━━━━━ Data section ━━━━━
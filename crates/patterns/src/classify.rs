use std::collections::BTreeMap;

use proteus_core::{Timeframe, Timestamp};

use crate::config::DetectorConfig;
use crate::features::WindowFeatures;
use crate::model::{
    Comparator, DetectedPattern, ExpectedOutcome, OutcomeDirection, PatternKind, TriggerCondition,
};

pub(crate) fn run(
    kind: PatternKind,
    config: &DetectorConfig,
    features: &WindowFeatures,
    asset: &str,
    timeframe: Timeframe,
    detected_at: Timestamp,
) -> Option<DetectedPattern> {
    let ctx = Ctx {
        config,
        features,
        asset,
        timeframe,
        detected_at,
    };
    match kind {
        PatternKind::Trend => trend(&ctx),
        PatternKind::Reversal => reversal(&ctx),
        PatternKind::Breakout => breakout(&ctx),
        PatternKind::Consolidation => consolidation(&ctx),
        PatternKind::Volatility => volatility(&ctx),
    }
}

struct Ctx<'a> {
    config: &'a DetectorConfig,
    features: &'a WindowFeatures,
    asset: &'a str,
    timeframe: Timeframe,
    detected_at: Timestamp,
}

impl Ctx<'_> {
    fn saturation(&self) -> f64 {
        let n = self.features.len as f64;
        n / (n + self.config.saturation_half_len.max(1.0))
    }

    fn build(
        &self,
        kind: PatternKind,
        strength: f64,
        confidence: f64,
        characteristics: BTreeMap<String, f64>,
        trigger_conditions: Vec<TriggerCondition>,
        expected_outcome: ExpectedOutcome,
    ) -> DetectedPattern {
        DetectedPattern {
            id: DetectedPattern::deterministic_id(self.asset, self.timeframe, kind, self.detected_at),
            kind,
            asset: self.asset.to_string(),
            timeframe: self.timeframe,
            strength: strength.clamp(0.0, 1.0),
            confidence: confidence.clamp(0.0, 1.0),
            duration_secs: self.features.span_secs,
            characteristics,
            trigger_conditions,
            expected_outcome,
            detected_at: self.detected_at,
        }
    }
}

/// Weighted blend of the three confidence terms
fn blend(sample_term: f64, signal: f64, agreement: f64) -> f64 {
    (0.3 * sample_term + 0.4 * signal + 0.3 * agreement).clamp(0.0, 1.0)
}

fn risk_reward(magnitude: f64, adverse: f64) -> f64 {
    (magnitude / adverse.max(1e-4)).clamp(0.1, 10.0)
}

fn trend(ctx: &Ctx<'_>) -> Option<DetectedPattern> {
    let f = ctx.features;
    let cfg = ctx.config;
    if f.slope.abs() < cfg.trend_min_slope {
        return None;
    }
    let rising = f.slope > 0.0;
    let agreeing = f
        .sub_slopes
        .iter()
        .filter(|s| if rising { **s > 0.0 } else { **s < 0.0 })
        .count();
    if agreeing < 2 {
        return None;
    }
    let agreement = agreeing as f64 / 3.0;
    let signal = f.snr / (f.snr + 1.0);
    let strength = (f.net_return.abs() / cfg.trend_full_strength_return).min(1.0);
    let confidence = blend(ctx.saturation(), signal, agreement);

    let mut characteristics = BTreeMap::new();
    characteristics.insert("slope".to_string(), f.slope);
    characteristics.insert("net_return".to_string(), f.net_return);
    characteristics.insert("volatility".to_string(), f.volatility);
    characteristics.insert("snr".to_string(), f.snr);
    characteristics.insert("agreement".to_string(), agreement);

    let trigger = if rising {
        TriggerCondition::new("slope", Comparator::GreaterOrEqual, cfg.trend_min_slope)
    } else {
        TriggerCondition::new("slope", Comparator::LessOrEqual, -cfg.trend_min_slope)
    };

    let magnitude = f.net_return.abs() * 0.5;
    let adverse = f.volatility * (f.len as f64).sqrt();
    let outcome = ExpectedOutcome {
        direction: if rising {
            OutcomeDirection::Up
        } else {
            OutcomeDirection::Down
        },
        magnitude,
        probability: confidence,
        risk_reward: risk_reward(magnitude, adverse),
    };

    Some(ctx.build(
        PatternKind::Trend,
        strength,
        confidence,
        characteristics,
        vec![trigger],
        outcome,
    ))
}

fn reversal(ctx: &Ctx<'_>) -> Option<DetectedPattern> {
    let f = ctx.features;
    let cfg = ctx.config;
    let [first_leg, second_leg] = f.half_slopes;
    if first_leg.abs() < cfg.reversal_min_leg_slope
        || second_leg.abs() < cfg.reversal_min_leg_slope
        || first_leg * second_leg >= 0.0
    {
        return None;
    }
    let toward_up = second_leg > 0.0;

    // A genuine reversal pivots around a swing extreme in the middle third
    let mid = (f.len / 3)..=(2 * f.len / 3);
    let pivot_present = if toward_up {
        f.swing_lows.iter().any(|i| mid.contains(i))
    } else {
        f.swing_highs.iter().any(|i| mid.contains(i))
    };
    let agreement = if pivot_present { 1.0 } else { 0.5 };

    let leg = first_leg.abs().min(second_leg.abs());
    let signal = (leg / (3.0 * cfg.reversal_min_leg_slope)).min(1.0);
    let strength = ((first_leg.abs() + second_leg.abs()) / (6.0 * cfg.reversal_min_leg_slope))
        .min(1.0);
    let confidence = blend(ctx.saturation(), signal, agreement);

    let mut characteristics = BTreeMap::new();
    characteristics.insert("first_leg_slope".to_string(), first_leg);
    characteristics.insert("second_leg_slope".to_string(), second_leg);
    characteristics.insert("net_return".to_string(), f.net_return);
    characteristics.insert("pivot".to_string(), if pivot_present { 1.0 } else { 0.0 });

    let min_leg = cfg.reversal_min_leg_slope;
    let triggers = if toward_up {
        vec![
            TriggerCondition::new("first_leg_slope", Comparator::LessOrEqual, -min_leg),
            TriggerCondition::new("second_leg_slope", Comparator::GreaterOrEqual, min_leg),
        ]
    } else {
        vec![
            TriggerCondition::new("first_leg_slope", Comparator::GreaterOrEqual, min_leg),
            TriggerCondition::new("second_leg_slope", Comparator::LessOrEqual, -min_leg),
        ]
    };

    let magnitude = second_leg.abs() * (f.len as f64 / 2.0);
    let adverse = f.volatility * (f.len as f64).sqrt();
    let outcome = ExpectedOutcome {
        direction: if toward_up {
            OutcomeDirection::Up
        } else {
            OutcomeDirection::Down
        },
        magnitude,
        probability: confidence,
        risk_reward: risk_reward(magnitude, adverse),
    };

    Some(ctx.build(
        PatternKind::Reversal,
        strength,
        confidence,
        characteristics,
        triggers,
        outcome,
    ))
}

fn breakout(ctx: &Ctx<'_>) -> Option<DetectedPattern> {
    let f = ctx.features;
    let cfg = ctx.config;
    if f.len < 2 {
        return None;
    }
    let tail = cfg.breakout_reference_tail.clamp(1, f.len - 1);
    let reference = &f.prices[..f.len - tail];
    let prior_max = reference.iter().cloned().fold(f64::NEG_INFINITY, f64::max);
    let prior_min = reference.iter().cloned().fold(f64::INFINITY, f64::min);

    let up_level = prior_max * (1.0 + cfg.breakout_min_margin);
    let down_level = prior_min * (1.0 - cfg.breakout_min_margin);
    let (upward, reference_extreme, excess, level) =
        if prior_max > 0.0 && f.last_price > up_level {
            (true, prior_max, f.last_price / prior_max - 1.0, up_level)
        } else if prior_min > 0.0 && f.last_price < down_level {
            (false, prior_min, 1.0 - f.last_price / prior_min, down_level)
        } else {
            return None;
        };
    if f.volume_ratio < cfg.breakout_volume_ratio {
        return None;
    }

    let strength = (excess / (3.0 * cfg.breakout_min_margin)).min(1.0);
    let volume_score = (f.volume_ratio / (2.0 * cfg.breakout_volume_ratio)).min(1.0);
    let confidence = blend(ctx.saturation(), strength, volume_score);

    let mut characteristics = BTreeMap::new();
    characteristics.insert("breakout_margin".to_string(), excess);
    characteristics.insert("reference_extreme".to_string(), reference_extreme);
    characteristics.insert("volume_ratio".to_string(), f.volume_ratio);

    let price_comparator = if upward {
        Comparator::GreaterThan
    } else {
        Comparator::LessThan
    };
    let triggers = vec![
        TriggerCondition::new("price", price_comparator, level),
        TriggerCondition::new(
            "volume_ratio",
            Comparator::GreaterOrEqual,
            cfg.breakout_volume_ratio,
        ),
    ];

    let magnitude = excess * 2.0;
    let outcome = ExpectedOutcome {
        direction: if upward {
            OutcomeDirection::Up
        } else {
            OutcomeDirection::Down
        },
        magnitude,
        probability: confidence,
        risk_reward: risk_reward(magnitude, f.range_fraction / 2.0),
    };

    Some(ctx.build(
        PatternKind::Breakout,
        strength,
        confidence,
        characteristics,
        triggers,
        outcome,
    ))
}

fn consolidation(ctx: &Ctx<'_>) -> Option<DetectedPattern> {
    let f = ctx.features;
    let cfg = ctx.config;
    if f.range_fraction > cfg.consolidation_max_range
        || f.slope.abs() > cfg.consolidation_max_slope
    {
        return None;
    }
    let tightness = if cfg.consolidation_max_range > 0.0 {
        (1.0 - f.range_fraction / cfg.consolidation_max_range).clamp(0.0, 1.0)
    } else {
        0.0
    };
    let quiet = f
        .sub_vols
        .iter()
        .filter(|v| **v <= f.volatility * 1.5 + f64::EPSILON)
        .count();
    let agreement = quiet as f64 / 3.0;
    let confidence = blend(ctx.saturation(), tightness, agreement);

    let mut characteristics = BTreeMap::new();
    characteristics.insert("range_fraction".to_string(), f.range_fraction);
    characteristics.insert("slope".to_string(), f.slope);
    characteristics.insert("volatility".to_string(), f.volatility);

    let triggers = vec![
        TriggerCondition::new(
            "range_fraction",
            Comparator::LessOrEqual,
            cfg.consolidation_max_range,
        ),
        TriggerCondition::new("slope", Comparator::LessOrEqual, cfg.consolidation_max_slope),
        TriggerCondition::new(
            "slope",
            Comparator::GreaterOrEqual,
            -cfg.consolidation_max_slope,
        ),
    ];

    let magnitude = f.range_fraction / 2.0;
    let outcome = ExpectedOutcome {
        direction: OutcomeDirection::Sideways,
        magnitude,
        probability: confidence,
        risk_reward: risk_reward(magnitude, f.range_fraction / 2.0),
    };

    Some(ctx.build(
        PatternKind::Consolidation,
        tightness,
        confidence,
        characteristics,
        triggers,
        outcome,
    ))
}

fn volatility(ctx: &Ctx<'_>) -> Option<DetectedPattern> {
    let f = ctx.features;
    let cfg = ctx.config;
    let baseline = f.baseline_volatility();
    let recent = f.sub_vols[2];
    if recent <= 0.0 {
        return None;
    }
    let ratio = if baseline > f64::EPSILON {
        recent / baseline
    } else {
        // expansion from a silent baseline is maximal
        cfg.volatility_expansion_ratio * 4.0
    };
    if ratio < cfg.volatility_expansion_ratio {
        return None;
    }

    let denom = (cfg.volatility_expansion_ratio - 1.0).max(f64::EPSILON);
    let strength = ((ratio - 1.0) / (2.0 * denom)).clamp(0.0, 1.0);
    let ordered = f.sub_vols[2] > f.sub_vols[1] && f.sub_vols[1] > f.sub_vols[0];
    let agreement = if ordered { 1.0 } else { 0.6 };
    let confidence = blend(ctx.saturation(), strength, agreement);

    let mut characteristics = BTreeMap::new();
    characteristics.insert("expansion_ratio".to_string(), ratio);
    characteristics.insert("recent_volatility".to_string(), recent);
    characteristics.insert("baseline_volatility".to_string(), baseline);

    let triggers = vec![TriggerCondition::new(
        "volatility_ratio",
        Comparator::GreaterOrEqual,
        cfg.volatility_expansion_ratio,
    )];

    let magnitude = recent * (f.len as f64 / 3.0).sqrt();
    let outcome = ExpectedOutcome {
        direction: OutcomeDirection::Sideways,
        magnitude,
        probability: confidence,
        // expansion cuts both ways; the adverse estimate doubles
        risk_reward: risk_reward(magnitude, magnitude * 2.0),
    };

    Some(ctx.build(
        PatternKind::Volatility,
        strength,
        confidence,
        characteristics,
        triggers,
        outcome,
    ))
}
━━━━━
━━━━━ Data section ━━━━━
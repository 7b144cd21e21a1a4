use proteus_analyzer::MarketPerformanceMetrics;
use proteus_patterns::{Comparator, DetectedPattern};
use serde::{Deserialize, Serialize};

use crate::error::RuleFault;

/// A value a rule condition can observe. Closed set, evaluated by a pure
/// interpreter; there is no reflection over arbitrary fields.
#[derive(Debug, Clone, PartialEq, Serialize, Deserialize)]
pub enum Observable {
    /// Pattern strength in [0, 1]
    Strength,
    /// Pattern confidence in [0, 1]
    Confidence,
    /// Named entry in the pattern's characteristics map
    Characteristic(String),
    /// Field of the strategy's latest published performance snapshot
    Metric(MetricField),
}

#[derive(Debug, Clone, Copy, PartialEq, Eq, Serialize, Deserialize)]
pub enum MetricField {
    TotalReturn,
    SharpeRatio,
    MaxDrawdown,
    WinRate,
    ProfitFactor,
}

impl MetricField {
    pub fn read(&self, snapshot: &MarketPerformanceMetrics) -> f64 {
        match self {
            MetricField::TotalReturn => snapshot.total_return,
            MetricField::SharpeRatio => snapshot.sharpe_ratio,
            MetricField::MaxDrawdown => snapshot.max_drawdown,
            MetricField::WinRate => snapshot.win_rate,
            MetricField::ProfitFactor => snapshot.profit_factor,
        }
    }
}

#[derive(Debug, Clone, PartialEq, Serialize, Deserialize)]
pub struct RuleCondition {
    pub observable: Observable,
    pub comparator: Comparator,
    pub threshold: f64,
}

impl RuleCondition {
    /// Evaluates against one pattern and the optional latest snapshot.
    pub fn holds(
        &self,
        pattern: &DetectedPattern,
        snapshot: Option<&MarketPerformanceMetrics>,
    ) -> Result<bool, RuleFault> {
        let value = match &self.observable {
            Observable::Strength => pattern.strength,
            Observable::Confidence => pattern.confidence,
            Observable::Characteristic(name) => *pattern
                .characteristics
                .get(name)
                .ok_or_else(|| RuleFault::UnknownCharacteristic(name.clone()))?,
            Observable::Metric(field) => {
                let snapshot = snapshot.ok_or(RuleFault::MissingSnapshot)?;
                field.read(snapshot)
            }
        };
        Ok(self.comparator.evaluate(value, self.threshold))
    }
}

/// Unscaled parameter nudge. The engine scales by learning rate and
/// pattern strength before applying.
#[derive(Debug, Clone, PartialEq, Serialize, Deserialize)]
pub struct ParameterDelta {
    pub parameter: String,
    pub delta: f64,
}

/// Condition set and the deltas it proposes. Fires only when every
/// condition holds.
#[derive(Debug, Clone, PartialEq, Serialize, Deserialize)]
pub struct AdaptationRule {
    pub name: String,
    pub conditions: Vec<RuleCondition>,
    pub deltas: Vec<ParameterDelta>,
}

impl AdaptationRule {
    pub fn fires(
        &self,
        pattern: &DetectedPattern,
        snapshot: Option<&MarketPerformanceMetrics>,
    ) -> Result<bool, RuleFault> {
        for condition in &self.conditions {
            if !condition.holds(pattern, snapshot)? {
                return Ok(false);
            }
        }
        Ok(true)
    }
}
━━━━━
▶ [About this exercise] Scan the data, and report each line that uses the word "true".

▶ [Written response]
            (true, prior_max, f.last_price / prior_max - 1.0, up_level)
        Ok(true)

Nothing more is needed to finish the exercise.